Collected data
──────
impl PipelinePlayer {
    /// Creates an empty pipeline. Sources are wired in by `attach_source`.
    pub fn new(name: &str, config: PipelineConfig) -> RialtoResult<Self> {
        gst::init().map_err(|e| RialtoError::PipelineFailure(e.to_string()))?;
        let pipeline = gst::Pipeline::builder().name(name).build();

        Ok(Self {
            pipeline,
            config,
            sources: Mutex::new(HashMap::new()),
            position_timer: Mutex::new(None),
            next_handle: std::sync::atomic::AtomicU64::new(0),
        })
    }

    /// The pipeline's message bus, polled by a [`rialto_worker::Dispatcher`]
    /// wrapping [`crate::GstBusPoller`].
    pub fn bus(&self) -> Option<gst::Bus> {
        self.pipeline.bus()
    }

    /// Spawns a [`Dispatcher`] polling this pipeline's bus at a 100ms
    /// timeout, translating each message via [`translate_bus_message`] and
    /// handing the ones this system acts on to `on_event`. `on_event` runs
    /// on the dispatcher's own thread — callers that need session-thread
    /// semantics must re-enqueue onto their own `MainThread` from inside it.
    ///
    /// Returns `None` if the pipeline has no bus (never the case for a
    /// `gst::Pipeline`, but `bus()` is fallible so this mirrors it).
    pub fn spawn_bus_dispatcher<F>(&self, mut on_event: F) -> Option<Dispatcher>
    where
        F: FnMut(BusEvent) + Send + 'static,
    {
        let bus = self.pipeline.bus()?;
        let poller = crate::bus::GstBusPoller::new(bus);
        Some(Dispatcher::spawn(poller, Duration::from_millis(100), move |message| {
            if let Some(event) = translate_bus_message(&message) {
                on_event(event);
            }
            DispatchControl::Continue
        }))
    }

    /// Attaches (or, when `switch_source` is true and a source of the same
    /// type already exists, reconfigures in place) a source of `source_type`
    /// with the given caps.
    pub fn attach_source(
        &self,
        source_type: SourceType,
        caps: Caps,
    ) -> RialtoResult<AppSrcHandle> {
        let mut sources = self.sources.lock();
        if let Some(existing) = sources.get_mut(&source_type) {
            self.apply_caps(&existing.app_src, &caps)?;
            existing.caps = caps;
            return Ok(existing.handle);
        }

        let app_src = gst_app::AppSrc::builder()
            .name(format!("rialto-src-{}", source_type_name(source_type)))
            .format(gst::Format::Time)
            .is_live(true)
            .build();
        self.apply_caps(&app_src, &caps)?;

        let sink = self.build_sink_chain(source_type, &app_src)?;

        let handle = AppSrcHandle(self.next_handle.fetch_add(1, std::sync::atomic::Ordering::Relaxed));
        sources.insert(
            source_type,
            AttachedSource {
                app_src,
                caps,
                handle,
                sink,
            },
        );
        Ok(handle)
    }

    fn apply_caps(&self, app_src: &gst_app::AppSrc, caps: &Caps) -> RialtoResult<()> {
        let mut builder = gst::Caps::builder(mime_to_gst_media_type(&caps.mime_type));
        if let Some(rate) = caps.sample_rate {
            builder = builder.field("rate", rate as i32);
        }
        if let Some(channels) = caps.channels {
            builder = builder.field("channels", channels as i32);
        }
        if let Some(width) = caps.width {
            builder = builder.field("width", width as i32);
        }
        if let Some(height) = caps.height {
            builder = builder.field("height", height as i32);
        }
        let gst_caps = builder.build();
        app_src.set_caps(Some(&gst_caps));
        Ok(())
    }

    /// Builds the decode/sink chain an ingress `appsrc` feeds into.
    /// Subtitle sources are sunk into `fakesink` — rendering is out of
    /// scope for this engine.
    fn build_sink_chain(&self, source_type: SourceType, app_src: &gst_app::AppSrc) -> RialtoResult<gst::Element> {
        let decodebin = gst::ElementFactory::make("decodebin").build().map_err(to_pipeline_err)?;
        let sink = match source_type {
            SourceType::Audio => gst::ElementFactory::make("autoaudiosink").build().map_err(to_pipeline_err)?,
            SourceType::Video => gst::ElementFactory::make("autovideosink").build().map_err(to_pipeline_err)?,
            SourceType::Subtitle => gst::ElementFactory::make("fakesink").build().map_err(to_pipeline_err)?,
        };
        let convert = match source_type {
            SourceType::Audio => gst::ElementFactory::make("audioconvert").build().ok(),
            SourceType::Video => gst::ElementFactory::make("videoconvert").build().ok(),
            SourceType::Subtitle => None,
        };

        self.pipeline
            .add_many([app_src.upcast_ref::<gst::Element>(), &decodebin])
            .map_err(to_pipeline_err)?;
        if let Some(convert) = &convert {
            self.pipeline.add(convert).map_err(to_pipeline_err)?;
        }
        self.pipeline.add(&sink).map_err(to_pipeline_err)?;

        app_src
            .upcast_ref::<gst::Element>()
            .link(&decodebin)
            .map_err(|_| RialtoError::PipelineFailure("failed to link appsrc to decodebin".into()))?;

        let sink_for_closure = sink.clone();
        let convert_for_closure = convert.clone();
        decodebin.connect_pad_added(move |_bin, src_pad| {
            let target = convert_for_closure.as_ref().unwrap_or(&sink_for_closure);
            if let Some(sink_pad) = target.static_pad("sink") {
                if !sink_pad.is_linked() {
                    let _ = src_pad.link(&sink_pad);
                }
            }
        });

        if let Some(convert) = &convert {
            convert.link(&sink).map_err(to_pipeline_err)?;
        }

        Ok(sink)
    }

    /// Removes a source: sends end-of-stream to its ingress element and
    /// drops the element bookkeeping. Queued buffers are the caller's
    /// (`MediaPipelineSession`'s) responsibility to discard.
    pub fn remove_source(&self, source_type: SourceType) -> RialtoResult<()> {
        let mut sources = self.sources.lock();
        if let Some(source) = sources.remove(&source_type) {
            let _ = source.app_src.end_of_stream();
        }
        Ok(())
    }

    /// Sends end-of-stream to `source_type`'s ingress element without
    /// dropping its bookkeeping (`haveData(status=EOS)`'s contract, lighter
    /// than `remove_source`'s: the source stays attached, so `get_volume`/
    /// `set_volume`/`render_frame`/`connect_underflow` still resolve it).
    pub fn signal_end_of_stream(&self, source_type: SourceType) -> RialtoResult<()> {
        let sources = self.sources.lock();
        let source = sources
            .get(&source_type)
            .ok_or_else(|| RialtoError::InvalidState(format!("no ingress element for {source_type:?}")))?;
        source
            .app_src
            .end_of_stream()
            .map(|_| ())
            .map_err(|e| RialtoError::PipelineFailure(format!("end_of_stream failed: {e:?}")))
    }

    /// Pushes one decoded segment's payload into its ingress element,
    /// stamping timestamp/duration and — for encrypted segments —
    /// protection metadata carrying the DRM parameters the (external)
    /// decryptor consumes.
    pub fn push_segment(&self, source_type: SourceType, segment: &MediaSegment, payload: &[u8]) -> RialtoResult<()> {
        let sources = self.sources.lock();
        let source = sources
            .get(&source_type)
            .ok_or_else(|| RialtoError::InvalidState(format!("no ingress element for {source_type:?}")))?;

        let mut buffer = gst::Buffer::from_slice(payload.to_vec());
        {
            let buffer_mut = buffer.get_mut().expect("buffer was just created, refcount is 1");
            buffer_mut.set_pts(gst::ClockTime::from_nseconds(segment.timestamp_ns.max(0) as u64));
            buffer_mut.set_duration(gst::ClockTime::from_nseconds(segment.duration_ns.max(0) as u64));
            if segment.is_encrypted {
                attach_protection_meta(buffer_mut, segment);
            }
        }

        source
            .app_src
            .push_buffer(buffer)
            .map_err(|e| RialtoError::PipelineFailure(format!("push_buffer failed: {e:?}")))?;
        Ok(())
    }

    /// Requests a pipeline state transition.
    pub fn set_state(&self, target: PipelineTargetState) -> RialtoResult<()> {
        let gst_state = match target {
            PipelineTargetState::Playing => gst::State::Playing,
            PipelineTargetState::Paused => gst::State::Paused,
            PipelineTargetState::Stopped => gst::State::Null,
        };
        self.pipeline
            .set_state(gst_state)
            .map_err(|e| RialtoError::PipelineFailure(e.to_string()))?;

        if target == PipelineTargetState::Playing {
            // position timer started by the caller via `start_position_timer`,
            // which knows the session to enqueue ticks onto.
        } else {
            self.cancel_position_timer();
        }
        Ok(())
    }

    /// Issues a flushing seek with the given rate.
    pub fn seek(&self, position_ns: i64, rate: f64) -> RialtoResult<()> {
        let position = gst::ClockTime::from_nseconds(position_ns.max(0) as u64);
        let flags = gst::SeekFlags::FLUSH | gst::SeekFlags::ACCURATE;
        let ok = if (rate - 1.0).abs() < f64::EPSILON {
            self.pipeline.seek_simple(flags, position)
        } else {
            self.pipeline.seek(
                rate,
                flags,
                gst::SeekType::Set,
                position,
                gst::SeekType::None,
                gst::ClockTime::NONE,
            )
        };
        ok.map_err(|e| RialtoError::PipelineFailure(e.to_string()))
    }

    /// Sends an instant rate-change event downstream (pipeline already at
    /// or above `PLAYING`). Callers below `PLAYING` must instead queue the
    /// rate and re-apply it once `PLAYING` is reached.
    pub fn set_playback_rate_instant(&self, rate: f64) -> RialtoResult<()> {
        if let Some(position) = self.query_position_ns() {
            self.seek(position, rate)
        } else {
            Err(RialtoError::InvalidState("no position to anchor a rate change".into()))
        }
    }

    /// Toggles frame-step-on-preroll on the video sink and steps one
    /// buffer, to display a still frame from `PAUSED`.
    pub fn render_frame(&self) -> RialtoResult<()> {
        let sources = self.sources.lock();
        let video = sources
            .get(&SourceType::Video)
            .ok_or_else(|| RialtoError::InvalidState("no video source attached".into()))?;
        if video.sink.has_property("show-preroll-frame") {
            video.sink.set_property("show-preroll-frame", true);
        }
        let step = gst::event::Step::new(gst::format::Buffers(1), 1.0, true, false);
        if !video.sink.send_event(step) {
            return Err(RialtoError::PipelineFailure("step event rejected by video sink".into()));
        }
        Ok(())
    }

    /// Sets stream volume, `0.0..=1.0`.
    pub fn set_volume(&self, volume: f64) -> RialtoResult<()> {
        self.with_volume_element(|el| el.set_property("volume", volume))
    }

    /// Reads the current stream volume.
    pub fn get_volume(&self) -> RialtoResult<f64> {
        let mut value = 1.0;
        self.with_volume_element(|el| value = el.property("volume"))?;
        Ok(value)
    }

    /// Mutes/unmutes the stream.
    pub fn set_mute(&self, muted: bool) -> RialtoResult<()> {
        self.with_volume_element(|el| el.set_property("mute", muted))
    }

    /// Reads the current mute state.
    pub fn get_mute(&self) -> RialtoResult<bool> {
        let mut muted = false;
        self.with_volume_element(|el| muted = el.property("mute"))?;
        Ok(muted)
    }

    fn with_volume_element(&self, f: impl FnOnce(&gst::Element)) -> RialtoResult<()> {
        let sources = self.sources.lock();
        let audio = sources
            .get(&SourceType::Audio)
            .ok_or_else(|| RialtoError::InvalidState("no audio source attached".into()))?;
        if audio.sink.has_property("volume") {
            f(&audio.sink);
            Ok(())
        } else {
            Err(RialtoError::PipelineFailure("audio sink exposes no stream-volume interface".into()))
        }
    }

    /// Sets the video sink's output rectangle (`setVideoWindow`). A sink
    /// with no such property silently accepts the call — window placement
    /// is compositor-owned on many targets.
    pub fn set_video_window(&self, x: i32, y: i32, width: i32, height: i32) -> RialtoResult<()> {
        let sources = self.sources.lock();
        if let Some(video) = sources.get(&SourceType::Video) {
            if video.sink.has_property("rectangle") {
                video.sink.set_property("rectangle", format!("{x},{y},{width},{height}"));
            }
        }
        Ok(())
    }

    /// Current playback position, nanoseconds, if known.
    pub fn query_position_ns(&self) -> Option<i64> {
        self.pipeline
            .query_position::<gst::ClockTime>()
            .map(|t| t.nseconds() as i64)
    }

    /// Starts the 250ms-default position-report timer, invoking `on_tick`
    /// with the current position on a private thread.
    pub fn start_position_timer<F>(&self, on_tick: F)
    where
        F: Fn(i64) + Send + 'static,
    {
        let period = Duration::from_millis(self.config.position_report_period_ms);
        let pipeline = self.pipeline.clone();
        *self.position_timer.lock() = Some(Timer::new(
            period,
            move || {
                if let Some(position) = pipeline.query_position::<gst::ClockTime>() {
                    on_tick(position.nseconds() as i64);
                }
            },
            TimerType::Periodic,
        ));
    }

    /// Cancels the position-report timer, if running.
    pub fn cancel_position_timer(&self) {
        self.position_timer.lock().take();
    }

    /// Connects a sink's `underflow` signal (when the concrete sink
    /// element exposes one) to `callback`. Elements without the signal
    /// are silently skipped — not every sink backend supports it.
    pub fn connect_underflow<F>(&self, source_type: SourceType, callback: F) -> RialtoResult<()>
    where
        F: Fn() + Send + Sync + 'static,
    {
        let sources = self.sources.lock();
        let source = sources
            .get(&source_type)
            .ok_or_else(|| RialtoError::InvalidState(format!("no ingress element for {source_type:?}")))?;

        let sink = source.sink.clone();
        let connected = std::panic::catch_unwind(std::panic::AssertUnwindSafe(|| {
            sink.connect("underflow", false, move |_values| {
                callback();
                None
            });
        }));
        if connected.is_err() {
            tracing::debug!(?source_type, "sink exposes no underflow signal, skipping");
        }
        Ok(())
    }
}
──────
▶ **TASK ITEM**: Among the records above, a stretch begins at the line containing "if let Some(sink_pad)" and ends at the line containing "are the caller's". Restate that stretch word for word, and nothing else.

▶ **RESULT FOR THIS TASK**:
            if let Some(sink_pad) = target.static_pad("sink") {
                if !sink_pad.is_linked() {
                    let _ = src_pad.link(&sink_pad);
                }
            }
        });

        if let Some(convert) = &convert {
            convert.link(&sink).map_err(to_pipeline_err)?;
        }

        Ok(sink)
    }

    /// Removes a source: sends end-of-stream to its ingress element and
    /// drops the element bookkeeping. Queued buffers are the caller's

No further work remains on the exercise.